> [What to produce]: Give the data again in full, exactly as written below.

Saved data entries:
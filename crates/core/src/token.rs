//! Bearer token storage
//!
//! The access token is the only piece of client state that outlives a single
//! request. Every authenticated call asks the store again, so a token written
//! by a later login is picked up without rebuilding the client.

use crate::error::{CoreError, CoreResult};
use async_trait::async_trait;
use std::collections::BTreeMap;
use std::path::{Path, PathBuf};
use tokio::sync::{Mutex, RwLock};
use tracing::{debug, warn};

/// Storage keys used by the client
pub struct StorageKeys;

impl StorageKeys {
    /// Key holding the bearer token
    pub const ACCESS_TOKEN: &'static str = "access_token";
}

/// Capability for reading and writing the bearer token
#[async_trait]
pub trait TokenStore: Send + Sync {
    /// Current token, if one has been stored
    async fn get(&self) -> CoreResult<Option<String>>;

    /// Replace the stored token
    async fn set(&self, token: &str) -> CoreResult<()>;

    /// Remove the stored token
    async fn clear(&self) -> CoreResult<()>;
}

/// In-process token store
#[derive(Debug, Default)]
pub struct MemoryTokenStore {
    token: RwLock<Option<String>>,
}

impl MemoryTokenStore {
    /// Create an empty store
    pub fn new() -> Self {
        Self::default()
    }

    /// Create a store that already holds a token
    pub fn with_token(token: impl Into<String>) -> Self {
        Self {
            token: RwLock::new(Some(token.into())),
        }
    }
}

#[async_trait]
impl TokenStore for MemoryTokenStore {
    async fn get(&self) -> CoreResult<Option<String>> {
        Ok(self.token.read().await.clone())
    }

    async fn set(&self, token: &str) -> CoreResult<()> {
        *self.token.write().await = Some(token.to_string());
        Ok(())
    }

    async fn clear(&self) -> CoreResult<()> {
        *self.token.write().await = None;
        Ok(())
    }
}

/// Token store backed by a JSON key/value document on disk
///
/// The document may hold other keys; they are left untouched. Writes from
/// separate processes are not coordinated and the last writer wins.
#[derive(Debug)]
pub struct FileTokenStore {
    path: PathBuf,
    write_lock: Mutex<()>,
}

impl FileTokenStore {
    /// Store backed by the JSON document at `path`
    pub fn new(path: impl Into<PathBuf>) -> Self {
        Self {
            path: path.into(),
            write_lock: Mutex::new(()),
        }
    }

    /// Path of the backing document
    pub fn path(&self) -> &Path {
        &self.path
    }

    async fn load(&self) -> CoreResult<BTreeMap<String, String>> {
        match tokio::fs::read(&self.path).await {
            Ok(bytes) if bytes.iter().all(u8::is_ascii_whitespace) => Ok(BTreeMap::new()),
            Ok(bytes) => serde_json::from_slice(&bytes).map_err(|e| {
                warn!(path = %self.path.display(), "unreadable storage document");
                CoreError::storage_error(format!("{}: {e}", self.path.display()))
            }),
            Err(err) if err.kind() == std::io::ErrorKind::NotFound => Ok(BTreeMap::new()),
            Err(err) => Err(err.into()),
        }
    }

    async fn persist(&self, entries: &BTreeMap<String, String>) -> CoreResult<()> {
        if let Some(parent) = self.path.parent() {
            if !parent.as_os_str().is_empty() {
                tokio::fs::create_dir_all(parent).await?;
            }
        }
        let payload = serde_json::to_vec_pretty(entries)?;
        tokio::fs::write(&self.path, payload).await?;

        // Owner read/write only
        #[cfg(unix)]
        {
            use std::os::unix::fs::PermissionsExt;
            let permissions = std::fs::Permissions::from_mode(0o600);
            tokio::fs::set_permissions(&self.path, permissions).await?;
        }
        Ok(())
    }
}

#[async_trait]
impl TokenStore for FileTokenStore {
    async fn get(&self) -> CoreResult<Option<String>> {
        let entries = self.load().await?;
        Ok(entries.get(StorageKeys::ACCESS_TOKEN).cloned())
    }

    async fn set(&self, token: &str) -> CoreResult<()> {
        let _guard = self.write_lock.lock().await;
        let mut entries = self.load().await?;
        entries.insert(StorageKeys::ACCESS_TOKEN.to_string(), token.to_string());
        self.persist(&entries).await?;
        debug!(path = %self.path.display(), "stored access token");
        Ok(())
    }

    async fn clear(&self) -> CoreResult<()> {
        let _guard = self.write_lock.lock().await;
        let mut entries = self.load().await?;
        if entries.remove(StorageKeys::ACCESS_TOKEN).is_some() {
            self.persist(&entries).await?;
            debug!(path = %self.path.display(), "cleared access token");
        }
        Ok(())
    }
}

// Mock implementation for testing
#[cfg(test)]
pub mod mock {
    use super::*;
    use mockall::mock;

    mock! {
        pub TokenStore {}

        #[async_trait]
        impl TokenStore for TokenStore {
            async fn get(&self) -> CoreResult<Option<String>>;
            async fn set(&self, token: &str) -> CoreResult<()>;
            async fn clear(&self) -> CoreResult<()>;
        }
    }
}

> [Solution to this problem]:
filename crates/core/src/token.rs
//! Bearer token storage
//!
//! The access token is the only piece of client state that outlives a single
//! request. Every authenticated call asks the store again, so a token written
//! by a later login is picked up without rebuilding the client.

use crate::error::{CoreError, CoreResult};
use async_trait::async_trait;
use std::collections::BTreeMap;
use std::path::{Path, PathBuf};
use tokio::sync::{Mutex, RwLock};
use tracing::{debug, warn};

/// Storage keys used by the client
pub struct StorageKeys;

impl StorageKeys {
    /// Key holding the bearer token
    pub const ACCESS_TOKEN: &'static str = "access_token";
}

/// Capability for reading and writing the bearer token
#[async_trait]
pub trait TokenStore: Send + Sync {
    /// Current token, if one has been stored
    async fn get(&self) -> CoreResult<Option<String>>;

    /// Replace the stored token
    async fn set(&self, token: &str) -> CoreResult<()>;

    /// Remove the stored token
    async fn clear(&self) -> CoreResult<()>;
}

/// In-process token store
#[derive(Debug, Default)]
pub struct MemoryTokenStore {
    token: RwLock<Option<String>>,
}

impl MemoryTokenStore {
    /// Create an empty store
    pub fn new() -> Self {
        Self::default()
    }

    /// Create a store that already holds a token
    pub fn with_token(token: impl Into<String>) -> Self {
        Self {
            token: RwLock::new(Some(token.into())),
        }
    }
}

#[async_trait]
impl TokenStore for MemoryTokenStore {
    async fn get(&self) -> CoreResult<Option<String>> {
        Ok(self.token.read().await.clone())
    }

    async fn set(&self, token: &str) -> CoreResult<()> {
        *self.token.write().await = Some(token.to_string());
        Ok(())
    }

    async fn clear(&self) -> CoreResult<()> {
        *self.token.write().await = None;
        Ok(())
    }
}

/// Token store backed by a JSON key/value document on disk
///
/// The document may hold other keys; they are left untouched. Writes from
/// separate processes are not coordinated and the last writer wins.
#[derive(Debug)]
pub struct FileTokenStore {
    path: PathBuf,
    write_lock: Mutex<()>,
}

impl FileTokenStore {
    /// Store backed by the JSON document at `path`
    pub fn new(path: impl Into<PathBuf>) -> Self {
        Self {
            path: path.into(),
            write_lock: Mutex::new(()),
        }
    }

    /// Path of the backing document
    pub fn path(&self) -> &Path {
        &self.path
    }

    async fn load(&self) -> CoreResult<BTreeMap<String, String>> {
        match tokio::fs::read(&self.path).await {
            Ok(bytes) if bytes.iter().all(u8::is_ascii_whitespace) => Ok(BTreeMap::new()),
            Ok(bytes) => serde_json::from_slice(&bytes).map_err(|e| {
                warn!(path = %self.path.display(), "unreadable storage document");
                CoreError::storage_error(format!("{}: {e}", self.path.display()))
            }),
            Err(err) if err.kind() == std::io::ErrorKind::NotFound => Ok(BTreeMap::new()),
            Err(err) => Err(err.into()),
        }
    }

    async fn persist(&self, entries: &BTreeMap<String, String>) -> CoreResult<()> {
        if let Some(parent) = self.path.parent() {
            if !parent.as_os_str().is_empty() {
                tokio::fs::create_dir_all(parent).await?;
            }
        }
        let payload = serde_json::to_vec_pretty(entries)?;
        tokio::fs::write(&self.path, payload).await?;

        // Owner read/write only
        #[cfg(unix)]
        {
            use std::os::unix::fs::PermissionsExt;
            let permissions = std::fs::Permissions::from_mode(0o600);
            tokio::fs::set_permissions(&self.path, permissions).await?;
        }
        Ok(())
    }
}

#[async_trait]
impl TokenStore for FileTokenStore {
    async fn get(&self) -> CoreResult<Option<String>> {
        let entries = self.load().await?;
        Ok(entries.get(StorageKeys::ACCESS_TOKEN).cloned())
    }

    async fn set(&self, token: &str) -> CoreResult<()> {
        let _guard = self.write_lock.lock().await;
        let mut entries = self.load().await?;
        entries.insert(StorageKeys::ACCESS_TOKEN.to_string(), token.to_string());
        self.persist(&entries).await?;
        debug!(path = %self.path.display(), "stored access token");
        Ok(())
    }

    async fn clear(&self) -> CoreResult<()> {
        let _guard = self.write_lock.lock().await;
        let mut entries = self.load().await?;
        if entries.remove(StorageKeys::ACCESS_TOKEN).is_some() {
            self.persist(&entries).await?;
            debug!(path = %self.path.display(), "cleared access token");
        }
        Ok(())
    }
}

// Mock implementation for testing
#[cfg(test)]
pub mod mock {
    use super::*;
    use mockall::mock;

    mock! {
        pub TokenStore {}

        #[async_trait]
        impl TokenStore for TokenStore {
            async fn get(&self) -> CoreResult<Option<String>>;
            async fn set(&self, token: &str) -> CoreResult<()>;
            async fn clear(&self) -> CoreResult<()>;
        }
    }
}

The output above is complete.